*REQUIREMENT*
Go through the lines below and count those that contain "insert"; the number is all that should be returned.

*RECORDS PROVIDED*
####################
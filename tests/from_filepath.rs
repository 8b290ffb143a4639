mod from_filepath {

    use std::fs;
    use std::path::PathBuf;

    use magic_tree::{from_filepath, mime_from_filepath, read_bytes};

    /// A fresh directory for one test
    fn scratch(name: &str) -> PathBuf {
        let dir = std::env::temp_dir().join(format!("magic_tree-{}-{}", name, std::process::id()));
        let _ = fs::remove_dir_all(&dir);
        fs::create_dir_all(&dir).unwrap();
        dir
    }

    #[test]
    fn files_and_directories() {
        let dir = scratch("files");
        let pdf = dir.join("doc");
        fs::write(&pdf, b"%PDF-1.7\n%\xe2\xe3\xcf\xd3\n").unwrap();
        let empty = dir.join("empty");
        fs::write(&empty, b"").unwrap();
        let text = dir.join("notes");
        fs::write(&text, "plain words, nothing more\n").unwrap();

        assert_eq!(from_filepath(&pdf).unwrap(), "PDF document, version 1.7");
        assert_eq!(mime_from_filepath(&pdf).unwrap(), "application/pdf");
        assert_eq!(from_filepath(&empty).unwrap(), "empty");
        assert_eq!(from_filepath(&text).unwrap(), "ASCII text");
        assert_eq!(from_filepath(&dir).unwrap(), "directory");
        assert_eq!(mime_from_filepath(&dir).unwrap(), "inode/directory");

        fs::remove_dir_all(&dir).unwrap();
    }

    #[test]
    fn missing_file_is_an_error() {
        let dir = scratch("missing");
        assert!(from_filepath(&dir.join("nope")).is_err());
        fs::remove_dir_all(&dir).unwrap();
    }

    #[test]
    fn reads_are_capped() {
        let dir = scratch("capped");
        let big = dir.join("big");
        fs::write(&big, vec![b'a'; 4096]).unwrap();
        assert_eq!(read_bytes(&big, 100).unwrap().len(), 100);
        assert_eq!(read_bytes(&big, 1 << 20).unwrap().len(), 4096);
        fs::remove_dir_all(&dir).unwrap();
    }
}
####################
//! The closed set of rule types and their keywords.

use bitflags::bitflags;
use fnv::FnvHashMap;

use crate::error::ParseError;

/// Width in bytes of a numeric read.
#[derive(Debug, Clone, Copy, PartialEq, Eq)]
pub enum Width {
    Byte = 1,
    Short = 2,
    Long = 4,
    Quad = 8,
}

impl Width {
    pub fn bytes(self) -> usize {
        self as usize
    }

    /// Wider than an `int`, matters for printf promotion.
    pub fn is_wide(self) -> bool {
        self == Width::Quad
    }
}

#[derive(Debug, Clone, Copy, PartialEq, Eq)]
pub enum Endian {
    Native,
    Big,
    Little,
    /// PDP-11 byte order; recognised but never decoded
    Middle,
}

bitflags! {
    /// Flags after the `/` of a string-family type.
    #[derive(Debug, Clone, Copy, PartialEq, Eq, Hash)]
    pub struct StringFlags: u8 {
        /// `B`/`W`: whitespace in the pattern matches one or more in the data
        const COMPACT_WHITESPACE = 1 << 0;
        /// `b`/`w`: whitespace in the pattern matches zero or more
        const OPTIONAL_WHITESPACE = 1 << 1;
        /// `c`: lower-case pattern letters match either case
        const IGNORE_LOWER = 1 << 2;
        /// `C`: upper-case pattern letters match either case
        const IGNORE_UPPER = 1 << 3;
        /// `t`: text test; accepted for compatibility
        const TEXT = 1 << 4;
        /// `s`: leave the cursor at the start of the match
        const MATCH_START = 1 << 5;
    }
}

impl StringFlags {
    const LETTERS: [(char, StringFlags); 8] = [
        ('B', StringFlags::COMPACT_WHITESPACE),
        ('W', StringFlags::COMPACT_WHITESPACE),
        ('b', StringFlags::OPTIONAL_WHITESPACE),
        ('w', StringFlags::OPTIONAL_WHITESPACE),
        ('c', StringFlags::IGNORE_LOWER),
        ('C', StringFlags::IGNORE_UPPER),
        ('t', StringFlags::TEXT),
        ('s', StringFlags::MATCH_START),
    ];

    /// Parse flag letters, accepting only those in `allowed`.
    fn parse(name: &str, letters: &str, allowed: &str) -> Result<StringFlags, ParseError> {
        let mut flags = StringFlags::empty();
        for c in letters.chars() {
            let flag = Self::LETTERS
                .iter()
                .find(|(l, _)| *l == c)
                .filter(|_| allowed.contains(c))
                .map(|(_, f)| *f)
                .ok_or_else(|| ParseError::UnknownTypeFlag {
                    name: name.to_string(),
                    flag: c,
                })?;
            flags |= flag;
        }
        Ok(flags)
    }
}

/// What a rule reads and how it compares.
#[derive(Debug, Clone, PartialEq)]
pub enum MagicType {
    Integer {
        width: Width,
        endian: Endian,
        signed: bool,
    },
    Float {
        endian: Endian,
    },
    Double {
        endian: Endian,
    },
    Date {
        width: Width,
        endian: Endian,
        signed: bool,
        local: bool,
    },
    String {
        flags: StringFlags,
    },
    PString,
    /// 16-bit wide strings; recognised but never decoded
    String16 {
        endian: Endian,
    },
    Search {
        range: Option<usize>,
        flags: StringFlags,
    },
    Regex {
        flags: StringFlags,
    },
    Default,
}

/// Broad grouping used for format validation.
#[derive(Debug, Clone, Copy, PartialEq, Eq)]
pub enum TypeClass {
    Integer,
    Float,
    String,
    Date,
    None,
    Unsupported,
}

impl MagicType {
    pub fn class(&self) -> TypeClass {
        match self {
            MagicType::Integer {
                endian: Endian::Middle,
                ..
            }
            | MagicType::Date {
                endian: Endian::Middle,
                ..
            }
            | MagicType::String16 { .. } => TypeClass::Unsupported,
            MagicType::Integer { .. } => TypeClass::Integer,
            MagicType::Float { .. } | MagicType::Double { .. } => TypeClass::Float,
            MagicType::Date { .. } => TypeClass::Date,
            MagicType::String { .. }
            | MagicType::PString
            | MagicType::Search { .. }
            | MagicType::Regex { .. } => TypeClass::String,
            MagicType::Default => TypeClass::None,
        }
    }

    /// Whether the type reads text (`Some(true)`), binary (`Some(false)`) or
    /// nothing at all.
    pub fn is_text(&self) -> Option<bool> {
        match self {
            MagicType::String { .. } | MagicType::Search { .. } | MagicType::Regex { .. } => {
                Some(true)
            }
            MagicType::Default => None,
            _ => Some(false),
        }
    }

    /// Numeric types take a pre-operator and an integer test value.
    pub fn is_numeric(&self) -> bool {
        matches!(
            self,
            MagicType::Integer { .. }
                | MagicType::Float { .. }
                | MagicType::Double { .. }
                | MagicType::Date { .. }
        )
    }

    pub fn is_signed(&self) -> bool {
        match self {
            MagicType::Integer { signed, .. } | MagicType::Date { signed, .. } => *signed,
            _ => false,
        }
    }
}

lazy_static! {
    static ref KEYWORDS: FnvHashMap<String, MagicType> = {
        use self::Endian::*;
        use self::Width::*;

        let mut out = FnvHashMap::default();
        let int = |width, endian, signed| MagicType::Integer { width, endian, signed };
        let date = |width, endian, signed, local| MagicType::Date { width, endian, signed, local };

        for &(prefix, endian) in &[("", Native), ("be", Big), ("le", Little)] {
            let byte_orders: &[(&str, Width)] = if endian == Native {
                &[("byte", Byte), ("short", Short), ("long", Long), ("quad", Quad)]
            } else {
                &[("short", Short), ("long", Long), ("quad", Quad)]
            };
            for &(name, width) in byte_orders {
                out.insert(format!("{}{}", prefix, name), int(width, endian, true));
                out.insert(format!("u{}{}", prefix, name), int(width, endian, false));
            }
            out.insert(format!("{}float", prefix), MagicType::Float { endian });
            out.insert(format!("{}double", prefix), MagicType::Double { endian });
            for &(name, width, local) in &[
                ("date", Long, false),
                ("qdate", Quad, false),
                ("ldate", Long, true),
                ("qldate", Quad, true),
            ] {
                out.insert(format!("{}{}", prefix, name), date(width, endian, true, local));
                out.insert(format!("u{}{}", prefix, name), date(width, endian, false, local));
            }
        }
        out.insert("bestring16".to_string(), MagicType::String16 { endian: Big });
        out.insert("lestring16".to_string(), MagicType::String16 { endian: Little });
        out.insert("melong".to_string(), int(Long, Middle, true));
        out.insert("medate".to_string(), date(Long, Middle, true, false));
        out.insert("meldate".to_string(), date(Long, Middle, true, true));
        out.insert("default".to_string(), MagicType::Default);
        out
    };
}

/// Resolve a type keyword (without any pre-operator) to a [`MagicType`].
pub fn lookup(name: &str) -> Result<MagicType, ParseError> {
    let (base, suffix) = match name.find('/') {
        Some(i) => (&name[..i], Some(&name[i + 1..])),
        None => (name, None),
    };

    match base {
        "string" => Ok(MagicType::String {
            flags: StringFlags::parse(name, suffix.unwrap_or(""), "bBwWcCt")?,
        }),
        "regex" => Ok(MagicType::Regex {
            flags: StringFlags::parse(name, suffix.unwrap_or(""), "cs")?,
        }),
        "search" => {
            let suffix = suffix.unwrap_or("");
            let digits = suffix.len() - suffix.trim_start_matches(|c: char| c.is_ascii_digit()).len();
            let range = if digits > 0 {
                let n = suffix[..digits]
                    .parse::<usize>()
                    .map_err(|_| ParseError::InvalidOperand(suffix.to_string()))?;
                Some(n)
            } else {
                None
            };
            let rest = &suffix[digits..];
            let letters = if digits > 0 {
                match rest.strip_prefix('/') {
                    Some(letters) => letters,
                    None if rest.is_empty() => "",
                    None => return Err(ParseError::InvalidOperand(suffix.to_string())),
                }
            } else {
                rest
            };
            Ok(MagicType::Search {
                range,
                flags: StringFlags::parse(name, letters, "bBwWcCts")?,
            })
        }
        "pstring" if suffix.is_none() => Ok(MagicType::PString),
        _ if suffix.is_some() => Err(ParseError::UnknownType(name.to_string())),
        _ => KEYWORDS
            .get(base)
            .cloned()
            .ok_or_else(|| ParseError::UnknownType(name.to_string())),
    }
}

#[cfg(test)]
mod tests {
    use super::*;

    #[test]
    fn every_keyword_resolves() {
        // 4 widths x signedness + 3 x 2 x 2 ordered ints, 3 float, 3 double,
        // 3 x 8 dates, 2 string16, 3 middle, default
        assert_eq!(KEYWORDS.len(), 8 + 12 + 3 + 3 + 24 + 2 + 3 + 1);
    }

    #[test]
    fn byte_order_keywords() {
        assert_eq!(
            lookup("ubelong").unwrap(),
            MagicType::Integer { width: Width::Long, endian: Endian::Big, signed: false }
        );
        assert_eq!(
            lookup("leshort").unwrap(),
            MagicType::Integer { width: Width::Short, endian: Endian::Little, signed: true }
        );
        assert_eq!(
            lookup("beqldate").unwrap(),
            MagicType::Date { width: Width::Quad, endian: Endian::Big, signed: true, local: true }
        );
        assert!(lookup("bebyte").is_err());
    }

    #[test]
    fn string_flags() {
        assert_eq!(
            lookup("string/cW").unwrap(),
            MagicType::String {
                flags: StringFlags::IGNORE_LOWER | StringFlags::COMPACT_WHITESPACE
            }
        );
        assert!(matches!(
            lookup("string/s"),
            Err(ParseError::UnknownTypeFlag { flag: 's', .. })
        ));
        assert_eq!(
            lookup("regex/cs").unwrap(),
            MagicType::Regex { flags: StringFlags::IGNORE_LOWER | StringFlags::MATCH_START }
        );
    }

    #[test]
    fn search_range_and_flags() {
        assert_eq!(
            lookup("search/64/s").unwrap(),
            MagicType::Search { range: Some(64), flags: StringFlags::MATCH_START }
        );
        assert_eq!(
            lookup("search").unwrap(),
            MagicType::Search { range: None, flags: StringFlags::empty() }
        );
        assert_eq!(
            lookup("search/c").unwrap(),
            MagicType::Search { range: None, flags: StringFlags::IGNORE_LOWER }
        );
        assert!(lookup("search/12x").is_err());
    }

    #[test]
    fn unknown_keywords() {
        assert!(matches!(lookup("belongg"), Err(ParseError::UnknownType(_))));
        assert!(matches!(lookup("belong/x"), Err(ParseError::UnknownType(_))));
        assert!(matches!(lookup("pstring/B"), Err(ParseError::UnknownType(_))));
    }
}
####################
*WRITTEN REPLY*
12